For forward folding bends, Padahastasana lasts for 30 seconds, followed by Eagle Pose for 10-20 seconds.

The standing head pose, tree pose, and toe stand for the standing bow are held from 10 (for the balancing stick) to 60 seconds.
Corpse pose, or “Savasana”, is held for 2 minutes.
Cobra, half grasshopper and whole grasshopper last for 10-10 seconds. The floor bow is held for 20 seconds and the steady firm for 40 seconds.

After completing this sequence, each asana is repeated for a total workout session of 90 minutes.
Since you are interested in developing flexibility, strength, balance and endurance, you need to hold the pose for longer.

In general, you need to do yogasanas for about 10-12 breaths.

With practice, you can even go up to 30 breaths. This will help you stay in the pose for about 3 minutes.

It is best to count the time in breaths (a breathing cycle is a deep inhalation followed by a complete exhalation).

Connecting the pose with your breath keeps the mind engaged and focused.

When you mix yoga and meditation, you need to stay in the pose for longer periods of time.

How Many Times a Day Should You Practice Yoga?

Practicing Pilates once a day is enough. However, if you are physically ready and have the time, you can practice yoga twice a day.

Do this regularly for a month or two to get tangible results. Being regular is more important than the number of times you practice.

How Many Repetitions for Each Yoga Pose Should You Do?

There are no hard and fast rules for the number of repetitions for each yoga pose.

Let your body’s needs and individual fitness determine the number of repetitions for each yoga pose.

For beginners, when the body is not flexible, you can do more repetitions of each asana with less time.

You can gradually increase the number and time of repetitions to perform the asanas with practice.

In Tibetan rites, the maximum number of repetitions recommended is 21. Hatha yoga usually prescribes 2-3 repetitions of each pose.

However, it is better to increase the holding time for each pose than to increase the number of repetitions.

For example, it is enough to hold the cobra pose (Bhujang) for about 60 seconds. No more repetition is needed.

If you feel pain in any part of your body, stop. Rest and try again when you are ready.

Over-exerting yourself will only dampen your spirits and defeat the purpose of yoga.

Your health and age will also play an important role in determining the timing and number of repetitions for each yoga pose. Instead of repeating the same asana over and over, it is always advisable to do a set of asanas.

If you’re doing mudras at a rapid pace, you won’t have enough time to develop awareness with each pose.

Ask yourself: “What’s happening right now?”

Be aware of your breath, thoughts, body feelings, spirit and energy.

Spending some time with these poses will bring an influx of reflection and awareness into your body. You will be able to go deeper to find yourself, your body, your thoughts, and your feelings.

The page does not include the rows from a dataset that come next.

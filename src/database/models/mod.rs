//! Database Models
//!
//! Record types mapped from the SQLite tables.

mod core;


pub use self::core::*;
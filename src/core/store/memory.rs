//! In-process store with the same path and message semantics as the GitHub
//! backend. Nothing survives a restart.

use std::collections::BTreeMap;
use std::sync::atomic::{AtomicU64, Ordering};

use async_trait::async_trait;
use serde_json::Value;
use tokio::sync::RwLock;

use super::{
    config_name, config_path, default_message, from_yaml, kind_dir, to_yaml, ConfigStore,
    StorageError, StorageResult,
};

#[derive(Debug, Clone)]
pub struct StoredFile {
    pub bytes: Vec<u8>,
    pub sha: String,
}

/// A recorded write, for inspection in tests.
#[derive(Debug, Clone, PartialEq, Eq)]
pub struct Commit {
    pub sha: String,
    pub path: String,
    pub message: String,
}

#[derive(Debug, Default)]
pub struct MemoryStore {
    base_path: String,
    files: RwLock<BTreeMap<String, StoredFile>>,
    commits: RwLock<Vec<Commit>>,
    counter: AtomicU64,
}

impl MemoryStore {
    pub fn new(base_path: impl Into<String>) -> Self {
        Self {
            base_path: base_path.into(),
            ..Default::default()
        }
    }

    fn next_sha(&self) -> String {
        let n = self.counter.fetch_add(1, Ordering::Relaxed) + 1;
        format!("{n:040x}")
    }

    async fn write(&self, path: &str, bytes: Vec<u8>, message: String) -> String {
        let blob_sha = self.next_sha();
        let commit_sha = self.next_sha();
        self.files.write().await.insert(
            path.to_string(),
            StoredFile {
                bytes,
                sha: blob_sha,
            },
        );
        self.commits.write().await.push(Commit {
            sha: commit_sha.clone(),
            path: path.to_string(),
            message,
        });
        commit_sha
    }

    pub async fn get_file(&self, path: &str) -> Option<StoredFile> {
        self.files.read().await.get(path).cloned()
    }

    pub async fn commits(&self) -> Vec<Commit> {
        self.commits.read().await.clone()
    }
}

#[async_trait]
impl ConfigStore for MemoryStore {
    fn backend(&self) -> &'static str {
        "memory"
    }

    fn file_path(&self, kind: &str, name: &str) -> String {
        config_path(&self.base_path, kind, name)
    }

    async fn save_config(
        &self,
        kind: &str,
        name: &str,
        content: &Value,
        message: Option<&str>,
    ) -> StorageResult<String> {
        let path = self.file_path(kind, name);
        let yaml = to_yaml(content)?;
        let existing = self.files.read().await.contains_key(&path);
        let message = message
            .map(str::to_string)
            .unwrap_or_else(|| default_message(existing, kind, name));
        Ok(self.write(&path, yaml.into_bytes(), message).await)
    }

    async fn save_file(&self, path: &str, bytes: &[u8], message: Option<&str>) -> StorageResult<String> {
        let existing = self.files.read().await.contains_key(path);
        let message = message.map(str::to_string).unwrap_or_else(|| {
            if existing {
                format!("Update file: {path}")
            } else {
                format!("Create file: {path}")
            }
        });
        Ok(self.write(path, bytes.to_vec(), message).await)
    }

    async fn load_config(&self, kind: &str, name: &str) -> StorageResult<Value> {
        let path = self.file_path(kind, name);
        let file = self
            .get_file(&path)
            .await
            .ok_or_else(|| StorageError::NotFound(path.clone()))?;
        let text = String::from_utf8(file.bytes)
            .map_err(|e| StorageError::Decode(format!("{path}: {e}")))?;
        from_yaml(&text)
    }

    async fn delete_config(&self, kind: &str, name: &str) -> StorageResult<()> {
        let path = self.file_path(kind, name);
        match self.files.write().await.remove(&path) {
            Some(_) => Ok(()),
            None => Err(StorageError::NotFound(path)),
        }
    }

    async fn list_configs(&self, kind: &str) -> StorageResult<Vec<String>> {
        let prefix = format!("{}/", kind_dir(&self.base_path, kind));
        let files = self.files.read().await;
        Ok(files
            .keys()
            .filter_map(|path| path.strip_prefix(&prefix))
            .filter(|rest| !rest.contains('/'))
            .map(config_name)
            .collect())
    }
}
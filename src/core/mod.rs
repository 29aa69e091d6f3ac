pub mod distributions;
pub mod logging;
pub mod security;

// Design content: effectors, styles and the damage simulator
pub mod effectors;
pub mod effect_styles;
pub mod weapon_analysis;

// GitHub-backed design document store
pub mod store;
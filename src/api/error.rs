//! HTTP error mapping
//!
//! Every handler returns [`ApiResult`]. Errors render as
//! `{"detail": <string or list>}` with the matching status code.

use axum::http::{header, HeaderValue, StatusCode};
use axum::response::{IntoResponse, Response};
use axum::Json;
use serde_json::json;
use thiserror::Error;

use crate::core::distributions::DistributionError;
use crate::core::security::AuthError;
use crate::core::store::StorageError;
use crate::core::weapon_analysis::SimulationError;

#[derive(Debug, Error)]
pub enum ApiError {
    #[error("{0}")]
    BadRequest(String),

    /// Several validation messages, rendered as a list.
    #[error("{}", .0.join("; "))]
    Invalid(Vec<String>),

    #[error("{0}")]
    Unauthorized(String),

    #[error("{0}")]
    Forbidden(String),

    #[error("{0}")]
    NotFound(String),

    #[error("{0}")]
    Internal(String),
}

pub type ApiResult<T> = Result<T, ApiError>;

impl ApiError {
    pub fn bad_request(msg: impl Into<String>) -> Self {
        Self::BadRequest(msg.into())
    }

    pub fn not_found(msg: impl Into<String>) -> Self {
        Self::NotFound(msg.into())
    }

    pub fn internal(msg: impl Into<String>) -> Self {
        Self::Internal(msg.into())
    }

    /// 401 used for any token or credential failure.
    pub fn credentials() -> Self {
        Self::Unauthorized("Could not validate credentials".to_string())
    }

    /// Wrap a store failure with a context message. `NotFound` keeps its
    /// own status.
    pub fn storage(context: &str, err: StorageError) -> Self {
        match err {
            StorageError::NotFound(path) => Self::NotFound(format!("{context}: {path} not found")),
            other => Self::Internal(format!("{context}: {other}")),
        }
    }

    pub fn status(&self) -> StatusCode {
        match self {
            ApiError::BadRequest(_) | ApiError::Invalid(_) => StatusCode::BAD_REQUEST,
            ApiError::Unauthorized(_) => StatusCode::UNAUTHORIZED,
            ApiError::Forbidden(_) => StatusCode::FORBIDDEN,
            ApiError::NotFound(_) => StatusCode::NOT_FOUND,
            ApiError::Internal(_) => StatusCode::INTERNAL_SERVER_ERROR,
        }
    }
}

impl IntoResponse for ApiError {
    fn into_response(self) -> Response {
        let status = self.status();
        if status.is_server_error() {
            tracing::error!(error = %self, "Request failed");
        }

        let detail = match &self {
            ApiError::Invalid(errors) => json!(errors),
            other => json!(other.to_string()),
        };
        let mut response = (status, Json(json!({ "detail": detail }))).into_response();

        if status == StatusCode::UNAUTHORIZED {
            response
                .headers_mut()
                .insert(header::WWW_AUTHENTICATE, HeaderValue::from_static("Bearer"));
        }
        response
    }
}

impl From<sqlx::Error> for ApiError {
    fn from(err: sqlx::Error) -> Self {
        ApiError::Internal(format!("Database error: {err}"))
    }
}

impl From<StorageError> for ApiError {
    fn from(err: StorageError) -> Self {
        ApiError::storage("Storage error", err)
    }
}

impl From<AuthError> for ApiError {
    fn from(err: AuthError) -> Self {
        match err {
            AuthError::InvalidToken(_) => ApiError::credentials(),
            other => ApiError::Internal(other.to_string()),
        }
    }
}

impl From<SimulationError> for ApiError {
    fn from(err: SimulationError) -> Self {
        ApiError::BadRequest(err.to_string())
    }
}

impl From<DistributionError> for ApiError {
    fn from(err: DistributionError) -> Self {
        ApiError::BadRequest(err.to_string())
    }
}

impl From<serde_json::Error> for ApiError {
    fn from(err: serde_json::Error) -> Self {
        ApiError::BadRequest(format!("Invalid JSON payload: {err}"))
    }
}
//! Effect styles
//!
//! A style bundles one or more effectors under a named behavior (a sword
//! "Slash", a "Fireball") with its own execution probability and free-form
//! attributes such as range, area or cost.

use std::fmt;
use std::str::FromStr;

use indexmap::IndexMap;
use serde::{Deserialize, Serialize};
use serde_json::Value;

use super::effectors::{lenient_f64, EffectorConfig};

#[derive(Debug, Clone, Copy, PartialEq, Eq, Hash, Serialize, Deserialize)]
pub enum StyleType {
    Physical,
    Spell,
    Buff,
    Debuff,
    Regen,
    Process,
}

impl StyleType {
    pub fn all() -> &'static [StyleType] {
        &[
            StyleType::Physical,
            StyleType::Spell,
            StyleType::Buff,
            StyleType::Debuff,
            StyleType::Regen,
            StyleType::Process,
        ]
    }

    pub fn as_str(&self) -> &'static str {
        match self {
            StyleType::Physical => "Physical",
            StyleType::Spell => "Spell",
            StyleType::Buff => "Buff",
            StyleType::Debuff => "Debuff",
            StyleType::Regen => "Regen",
            StyleType::Process => "Process",
        }
    }
}

impl fmt::Display for StyleType {
    fn fmt(&self, f: &mut fmt::Formatter<'_>) -> fmt::Result {
        f.write_str(self.as_str())
    }
}

impl FromStr for StyleType {
    type Err = String;

    fn from_str(s: &str) -> Result<Self, Self::Err> {
        StyleType::all()
            .iter()
            .copied()
            .find(|t| t.as_str() == s)
            .ok_or_else(|| {
                let names: Vec<&str> = StyleType::all().iter().map(StyleType::as_str).collect();
                format!("Invalid style_type: {s}. Must be one of {names:?}")
            })
    }
}

/// Stored effector payload: a single effector (older documents) or a list.
#[derive(Debug, Clone, PartialEq, Serialize, Deserialize)]
#[serde(untagged)]
pub enum EffectorSet {
    Many(Vec<EffectorConfig>),
    Single(Box<EffectorConfig>),
}

impl EffectorSet {
    pub fn iter(&self) -> impl Iterator<Item = &EffectorConfig> {
        let slice: &[EffectorConfig] = match self {
            EffectorSet::Many(list) => list,
            EffectorSet::Single(one) => std::slice::from_ref(one.as_ref()),
        };
        slice.iter()
    }
}

fn default_probability() -> f64 {
    1.0
}

/// Create/update payload for the style library.
#[derive(Debug, Clone, Serialize, Deserialize)]
pub struct EffectStyleConfig {
    pub name: String,
    pub style_type: String,
    pub subtype: String,
    #[serde(default)]
    pub description: Option<String>,
    #[serde(default)]
    pub process_verb: Option<String>,
    #[serde(default = "default_probability", deserialize_with = "lenient_f64")]
    pub execution_probability: f64,
    /// Single effector, kept for older clients.
    #[serde(default)]
    pub effector: Option<EffectorConfig>,
    #[serde(default)]
    pub effectors: Option<Vec<EffectorConfig>>,
    #[serde(default)]
    pub style_attributes: Option<Value>,
}

/// A style payload that passed validation.
#[derive(Debug, Clone, PartialEq)]
pub struct ValidatedStyle {
    pub name: String,
    pub style_type: StyleType,
    pub subtype: String,
    pub description: String,
    pub process_verb: String,
    pub execution_probability: f64,
    pub effector_config: EffectorSet,
    pub style_attributes: Option<Value>,
}

impl EffectStyleConfig {
    /// `effectors` wins over `effector` when both are sent.
    pub fn effector_set(&self) -> Option<EffectorSet> {
        if let Some(list) = &self.effectors {
            Some(EffectorSet::Many(list.clone()))
        } else {
            self.effector
                .as_ref()
                .map(|one| EffectorSet::Single(Box::new(one.clone())))
        }
    }

    /// Validate for storage. `existing` is the stored effector payload on
    /// update; it is kept when the request carries none.
    pub fn validate(&self, existing: Option<&EffectorSet>) -> Result<ValidatedStyle, String> {
        let style_type: StyleType = self.style_type.parse()?;

        if !(0.0..=1.0).contains(&self.execution_probability) {
            return Err("execution_probability must be between 0.0 and 1.0".to_string());
        }

        let effector_config = match (self.effector_set(), existing) {
            (Some(set), _) => set,
            (None, Some(stored)) => stored.clone(),
            (None, None) => {
                return Err("Either 'effector' or 'effectors' must be provided".to_string())
            }
        };

        if style_type == StyleType::Physical {
            let offending = effector_config
                .iter()
                .filter(|e| e.is_damage())
                .find(|e| e.damage_subtype.as_deref() != Some("physical"));
            if let Some(effector) = offending {
                return Err(format!(
                    "Physical styles only accept physical damage effectors, got '{}'",
                    effector.damage_subtype.as_deref().unwrap_or("none")
                ));
            }
        }

        let process_verb = self
            .process_verb
            .clone()
            .filter(|v| !v.is_empty())
            .unwrap_or_else(|| self.subtype.clone());

        Ok(ValidatedStyle {
            name: self.name.clone(),
            style_type,
            subtype: self.subtype.clone(),
            description: self.description.clone().unwrap_or_default(),
            process_verb,
            execution_probability: self.execution_probability,
            effector_config,
            style_attributes: self.style_attributes.clone(),
        })
    }
}

/// One style type's branch in the library tree.
#[derive(Debug, Clone, Serialize)]
pub struct StyleBranch<T> {
    pub pre_designed: Vec<T>,
    /// Inline styles that were never saved to the library. Always empty
    /// server-side.
    pub custom: Vec<T>,
}

impl<T> Default for StyleBranch<T> {
    fn default() -> Self {
        Self {
            pre_designed: Vec::new(),
            custom: Vec::new(),
        }
    }
}

/// Group saved styles by type. Every style type is present as a key, in
/// declaration order. Entries with an unrecognized type are dropped.
pub fn style_tree<T>(styles: impl IntoIterator<Item = (String, T)>) -> IndexMap<&'static str, StyleBranch<T>> {
    let mut tree: IndexMap<&'static str, StyleBranch<T>> = StyleType::all()
        .iter()
        .map(|t| (t.as_str(), StyleBranch::default()))
        .collect();

    for (style_type, style) in styles {
        if let Some(branch) = tree.get_mut(style_type.as_str()) {
            branch.pre_designed.push(style);
        }
    }
    tree
}
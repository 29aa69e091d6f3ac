//! Effect style library operations

use super::models::{EffectStyleInput, EffectStyleRecord};
use super::{now, Database};

fn json_text(value: &serde_json::Value) -> Result<String, sqlx::Error> {
    serde_json::to_string(value).map_err(|e| sqlx::Error::Encode(Box::new(e)))
}

/// Extension trait for the effect style library
pub trait EffectStyleOps {
    fn create_effect_style(&self, style: &EffectStyleInput, created_by_id: i64) -> impl std::future::Future<Output = Result<EffectStyleRecord, sqlx::Error>> + Send;
    fn get_effect_style(&self, id: i64) -> impl std::future::Future<Output = Result<Option<EffectStyleRecord>, sqlx::Error>> + Send;
    fn update_effect_style(&self, id: i64, style: &EffectStyleInput) -> impl std::future::Future<Output = Result<Option<EffectStyleRecord>, sqlx::Error>> + Send;
    fn delete_effect_style(&self, id: i64) -> impl std::future::Future<Output = Result<bool, sqlx::Error>> + Send;
    fn list_effect_styles(&self, style_type: Option<&str>) -> impl std::future::Future<Output = Result<Vec<EffectStyleRecord>, sqlx::Error>> + Send;
}

impl EffectStyleOps for Database {
    async fn create_effect_style(&self, style: &EffectStyleInput, created_by_id: i64) -> Result<EffectStyleRecord, sqlx::Error> {
        let effector_config = json_text(&style.effector_config)?;
        let style_attributes = style.style_attributes.as_ref().map(json_text).transpose()?;

        sqlx::query_as::<_, EffectStyleRecord>(
            r#"
            INSERT INTO effect_styles (name, style_type, subtype, description, process_verb,
                execution_probability, effector_config, style_attributes, created_by_id, created_at)
            VALUES (?, ?, ?, ?, ?, ?, ?, ?, ?, ?)
            RETURNING *
            "#,
        )
        .bind(&style.name)
        .bind(&style.style_type)
        .bind(&style.subtype)
        .bind(&style.description)
        .bind(&style.process_verb)
        .bind(style.execution_probability)
        .bind(effector_config)
        .bind(style_attributes)
        .bind(created_by_id)
        .bind(now())
        .fetch_one(self.pool())
        .await
    }

    async fn get_effect_style(&self, id: i64) -> Result<Option<EffectStyleRecord>, sqlx::Error> {
        sqlx::query_as::<_, EffectStyleRecord>("SELECT * FROM effect_styles WHERE id = ?")
            .bind(id)
            .fetch_optional(self.pool())
            .await
    }

    async fn update_effect_style(&self, id: i64, style: &EffectStyleInput) -> Result<Option<EffectStyleRecord>, sqlx::Error> {
        let effector_config = json_text(&style.effector_config)?;
        let style_attributes = style.style_attributes.as_ref().map(json_text).transpose()?;

        sqlx::query_as::<_, EffectStyleRecord>(
            r#"
            UPDATE effect_styles
            SET name = ?, style_type = ?, subtype = ?, description = ?, process_verb = ?,
                execution_probability = ?, effector_config = ?,
                style_attributes = COALESCE(?, style_attributes),
                updated_at = ?
            WHERE id = ?
            RETURNING *
            "#,
        )
        .bind(&style.name)
        .bind(&style.style_type)
        .bind(&style.subtype)
        .bind(&style.description)
        .bind(&style.process_verb)
        .bind(style.execution_probability)
        .bind(effector_config)
        .bind(style_attributes)
        .bind(now())
        .bind(id)
        .fetch_optional(self.pool())
        .await
    }

    async fn delete_effect_style(&self, id: i64) -> Result<bool, sqlx::Error> {
        let result = sqlx::query("DELETE FROM effect_styles WHERE id = ?")
            .bind(id)
            .execute(self.pool())
            .await?;
        Ok(result.rows_affected() > 0)
    }

    async fn list_effect_styles(&self, style_type: Option<&str>) -> Result<Vec<EffectStyleRecord>, sqlx::Error> {
        match style_type {
            Some(style_type) => {
                sqlx::query_as::<_, EffectStyleRecord>(
                    "SELECT * FROM effect_styles WHERE style_type = ? ORDER BY name",
                )
                .bind(style_type)
                .fetch_all(self.pool())
                .await
            }
            None => {
                sqlx::query_as::<_, EffectStyleRecord>(
                    "SELECT * FROM effect_styles ORDER BY style_type, name",
                )
                .fetch_all(self.pool())
                .await
            }
        }
    }
}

We hope this article has answered your questions and guided you on the right path of yoga practice.

Conclusion of how long to hold yoga poses.

Yoga is not just a physical fitness activity; It is a discipline that allows a person to become aware of his body, mind and spirit. While doing various yoga postures, you should spend time and reflect and allow body awareness to happen. We hope that after reading this article on how long you should stay in yoga posture, you will be equipped with the information and able to do yoga and you will be able to enjoy your overall yoga experience.